ABOUT THIS EXERCISE: Copy each line of the listing below exactly.

▶

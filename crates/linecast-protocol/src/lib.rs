//! # linecast-protocol
//!
//! Wire protocol definitions for the linecast message relay.
//!
//! Clients send one JSON envelope per line. The envelope header carries a
//! numeric type tag and the payload shape depends on it:
//!
//! - `0` Subscribe / `1` Unsubscribe - payload is the topic name
//! - `2` Broadcast - payload is `{ "channel": .., "message": .. }`
//!
//! The server answers only with delivered broadcast messages, one raw line
//! each.
//!
//! ## Example
//!
//! ```rust
//! use linecast_protocol::{codec, Event};
//!
//! let line = codec::encode_event(&Event::broadcast("news", "hello")).unwrap();
//! let decoded = codec::decode_line(&line).unwrap();
//! assert_eq!(decoded, Event::broadcast("news", "hello"));
//! ```

pub mod codec;
pub mod envelope;

pub use codec::{decode_line, encode_delivery, encode_event, sanitize, LineCodec, ProtocolError};
pub use envelope::{BroadcastPayload, Envelope, Event, EventType, Header, Payload};
//! linecast interactive client.
//!
//! Connects to a linecast server and turns typed commands into protocol
//! events. Every line the server delivers is printed as it arrives.
//!
//! The server address is the first argument, then `LINECAST_ADDR`, then
//! `127.0.0.1:1102`.

mod command;

use anyhow::{Context, Result};
use command::Command;
use linecast_protocol::encode_event;
use tokio::io::{AsyncBufReadExt, AsyncWriteExt, BufReader};
use tokio::net::TcpStream;
use tracing::{error, info, warn};
use tracing_subscriber::{layer::SubscriberExt, util::SubscriberInitExt, EnvFilter};

const ADDR_ENV: &str = "LINECAST_ADDR";
const DEFAULT_ADDR: &str = "127.0.0.1:1102";

#[tokio::main]
async fn main() -> Result<()> {
    tracing_subscriber::registry()
        .with(EnvFilter::try_from_default_env().unwrap_or_else(|_| "linecast_cli=info".into()))
        .with(tracing_subscriber::fmt::layer().with_target(false))
        .init();

    let addr = std::env::args()
        .nth(1)
        .or_else(|| std::env::var(ADDR_ENV).ok())
        .unwrap_or_else(|| DEFAULT_ADDR.to_string());

    let stream = TcpStream::connect(&addr)
        .await
        .with_context(|| format!("Failed to connect to {}", addr))?;
    info!("Connected to {}", addr);

    let (reader, mut writer) = stream.into_split();

    let incoming = tokio::spawn(async move {
        let mut lines = BufReader::new(reader).lines();
        loop {
            match lines.next_line().await {
                Ok(Some(line)) => println!("{}", line),
                Ok(None) => {
                    info!("Server closed the connection");
                    break;
                }
                Err(e) => {
                    error!("Read failed: {}", e);
                    break;
                }
            }
        }
    });

    let mut input = BufReader::new(tokio::io::stdin()).lines();
    while let Some(line) = input.next_line().await.context("Failed to read stdin")? {
        let event = match command::parse(&line) {
            Ok(Command::Send(event)) => event,
            Ok(Command::Exit) => break,
            Err(command::CommandError::Empty) => continue,
            Err(e) => {
                warn!("{}", e);
                continue;
            }
        };

        let bytes = encode_event(&event).context("Failed to encode event")?;
        if let Err(e) = writer.write_all(&bytes).await {
            error!("Write failed: {}", e);
            break;
        }
    }

    let _ = writer.shutdown().await;
    incoming.abort();
    info!("Disconnected");

    Ok(())
}
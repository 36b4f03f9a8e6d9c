//! Connection identity.

use std::fmt;
use std::sync::atomic::{AtomicU64, Ordering};

/// Process-wide counter backing generated IDs.
static NEXT_ID: AtomicU64 = AtomicU64::new(1);

/// Unique identifier for a live connection.
///
/// Generated IDs embed a counter that never repeats within a process, so an
/// ID is never reused while the connection it names is still registered.
#[derive(Debug, Clone, PartialEq, Eq, Hash, PartialOrd, Ord)]
pub struct ConnectionId(String);

impl ConnectionId {
    /// Create a connection ID from an explicit value.
    #[must_use]
    pub fn new(id: impl Into<String>) -> Self {
        Self(id.into())
    }

    /// Generate a fresh connection ID tagged with the peer address.
    #[must_use]
    pub fn for_peer(peer: impl fmt::Display) -> Self {
        Self(format!("{}#{:x}", peer, next_id()))
    }

    /// Get the ID as a string slice.
    #[must_use]
    pub fn as_str(&self) -> &str {
        &self.0
    }
}

fn next_id() -> u64 {
    NEXT_ID.fetch_add(1, Ordering::Relaxed)
}

impl fmt::Display for ConnectionId {
    fn fmt(&self, f: &mut fmt::Formatter<'_>) -> fmt::Result {
        f.write_str(&self.0)
    }
}

impl From<String> for ConnectionId {
    fn from(s: String) -> Self {
        Self(s)
    }
}

impl From<&str> for ConnectionId {
    fn from(s: &str) -> Self {
        Self(s.to_string())
    }
}

#[cfg(test)]
mod tests {
    use super::*;

    #[test]
    fn test_same_peer_gets_distinct_ids() {
        let id1 = ConnectionId::for_peer("127.0.0.1:5000");
        let id2 = ConnectionId::for_peer("127.0.0.1:5000");
        assert_ne!(id1, id2);
        assert!(id1.as_str().starts_with("127.0.0.1:5000#"));
    }

    #[test]
    fn test_connection_id_from_string() {
        let id: ConnectionId = "test-id".into();
        assert_eq!(id.as_str(), "test-id");
        assert_eq!(id.to_string(), "test-id");
    }
}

◀

RESULT OF THIS TASK:
filename crates/linecast-protocol/src/lib.rs
//! # linecast-protocol
//!
//! Wire protocol definitions for the linecast message relay.
//!
//! Clients send one JSON envelope per line. The envelope header carries a
//! numeric type tag and the payload shape depends on it:
//!
//! - `0` Subscribe / `1` Unsubscribe - payload is the topic name
//! - `2` Broadcast - payload is `{ "channel": .., "message": .. }`
//!
//! The server answers only with delivered broadcast messages, one raw line
//! each.
//!
//! ## Example
//!
//! ```rust
//! use linecast_protocol::{codec, Event};
//!
//! let line = codec::encode_event(&Event::broadcast("news", "hello")).unwrap();
//! let decoded = codec::decode_line(&line).unwrap();
//! assert_eq!(decoded, Event::broadcast("news", "hello"));
//! ```

pub mod codec;
pub mod envelope;

pub use codec::{decode_line, encode_delivery, encode_event, sanitize, LineCodec, ProtocolError};
pub use envelope::{BroadcastPayload, Envelope, Event, EventType, Header, Payload};
//! linecast interactive client.
//!
//! Connects to a linecast server and turns typed commands into protocol
//! events. Every line the server delivers is printed as it arrives.
//!
//! The server address is the first argument, then `LINECAST_ADDR`, then
//! `127.0.0.1:1102`.

mod command;

use anyhow::{Context, Result};
use command::Command;
use linecast_protocol::encode_event;
use tokio::io::{AsyncBufReadExt, AsyncWriteExt, BufReader};
use tokio::net::TcpStream;
use tracing::{error, info, warn};
use tracing_subscriber::{layer::SubscriberExt, util::SubscriberInitExt, EnvFilter};

const ADDR_ENV: &str = "LINECAST_ADDR";
const DEFAULT_ADDR: &str = "127.0.0.1:1102";

#[tokio::main]
async fn main() -> Result<()> {
    tracing_subscriber::registry()
        .with(EnvFilter::try_from_default_env().unwrap_or_else(|_| "linecast_cli=info".into()))
        .with(tracing_subscriber::fmt::layer().with_target(false))
        .init();

    let addr = std::env::args()
        .nth(1)
        .or_else(|| std::env::var(ADDR_ENV).ok())
        .unwrap_or_else(|| DEFAULT_ADDR.to_string());

    let stream = TcpStream::connect(&addr)
        .await
        .with_context(|| format!("Failed to connect to {}", addr))?;
    info!("Connected to {}", addr);

    let (reader, mut writer) = stream.into_split();

    let incoming = tokio::spawn(async move {
        let mut lines = BufReader::new(reader).lines();
        loop {
            match lines.next_line().await {
                Ok(Some(line)) => println!("{}", line),
                Ok(None) => {
                    info!("Server closed the connection");
                    break;
                }
                Err(e) => {
                    error!("Read failed: {}", e);
                    break;
                }
            }
        }
    });

    let mut input = BufReader::new(tokio::io::stdin()).lines();
    while let Some(line) = input.next_line().await.context("Failed to read stdin")? {
        let event = match command::parse(&line) {
            Ok(Command::Send(event)) => event,
            Ok(Command::Exit) => break,
            Err(command::CommandError::Empty) => continue,
            Err(e) => {
                warn!("{}", e);
                continue;
            }
        };

        let bytes = encode_event(&event).context("Failed to encode event")?;
        if let Err(e) = writer.write_all(&bytes).await {
            error!("Write failed: {}", e);
            break;
        }
    }

    let _ = writer.shutdown().await;
    incoming.abort();
    info!("Disconnected");

    Ok(())
}
repository 36b4f03f9a8e6d9c
//! Connection identity.

use std::fmt;
use std::sync::atomic::{AtomicU64, Ordering};

/// Process-wide counter backing generated IDs.
static NEXT_ID: AtomicU64 = AtomicU64::new(1);

/// Unique identifier for a live connection.
///
/// Generated IDs embed a counter that never repeats within a process, so an
/// ID is never reused while the connection it names is still registered.
#[derive(Debug, Clone, PartialEq, Eq, Hash, PartialOrd, Ord)]
pub struct ConnectionId(String);

impl ConnectionId {
    /// Create a connection ID from an explicit value.
    #[must_use]
    pub fn new(id: impl Into<String>) -> Self {
        Self(id.into())
    }

    /// Generate a fresh connection ID tagged with the peer address.
    #[must_use]
    pub fn for_peer(peer: impl fmt::Display) -> Self {
        Self(format!("{}#{:x}", peer, next_id()))
    }

    /// Get the ID as a string slice.
    #[must_use]
    pub fn as_str(&self) -> &str {
        &self.0
    }
}

fn next_id() -> u64 {
    NEXT_ID.fetch_add(1, Ordering::Relaxed)
}

impl fmt::Display for ConnectionId {
    fn fmt(&self, f: &mut fmt::Formatter<'_>) -> fmt::Result {
        f.write_str(&self.0)
    }
}

impl From<String> for ConnectionId {
    fn from(s: String) -> Self {
        Self(s)
    }
}

impl From<&str> for ConnectionId {
    fn from(s: &str) -> Self {
        Self(s.to_string())
    }
}

#[cfg(test)]
mod tests {
    use super::*;

    #[test]
    fn test_same_peer_gets_distinct_ids() {
        let id1 = ConnectionId::for_peer("127.0.0.1:5000");
        let id2 = ConnectionId::for_peer("127.0.0.1:5000");
        assert_ne!(id1, id2);
        assert!(id1.as_str().starts_with("127.0.0.1:5000#"));
    }

    #[test]
    fn test_connection_id_from_string() {
        let id: ConnectionId = "test-id".into();
        assert_eq!(id.as_str(), "test-id");
        assert_eq!(id.to_string(), "test-id");
    }
}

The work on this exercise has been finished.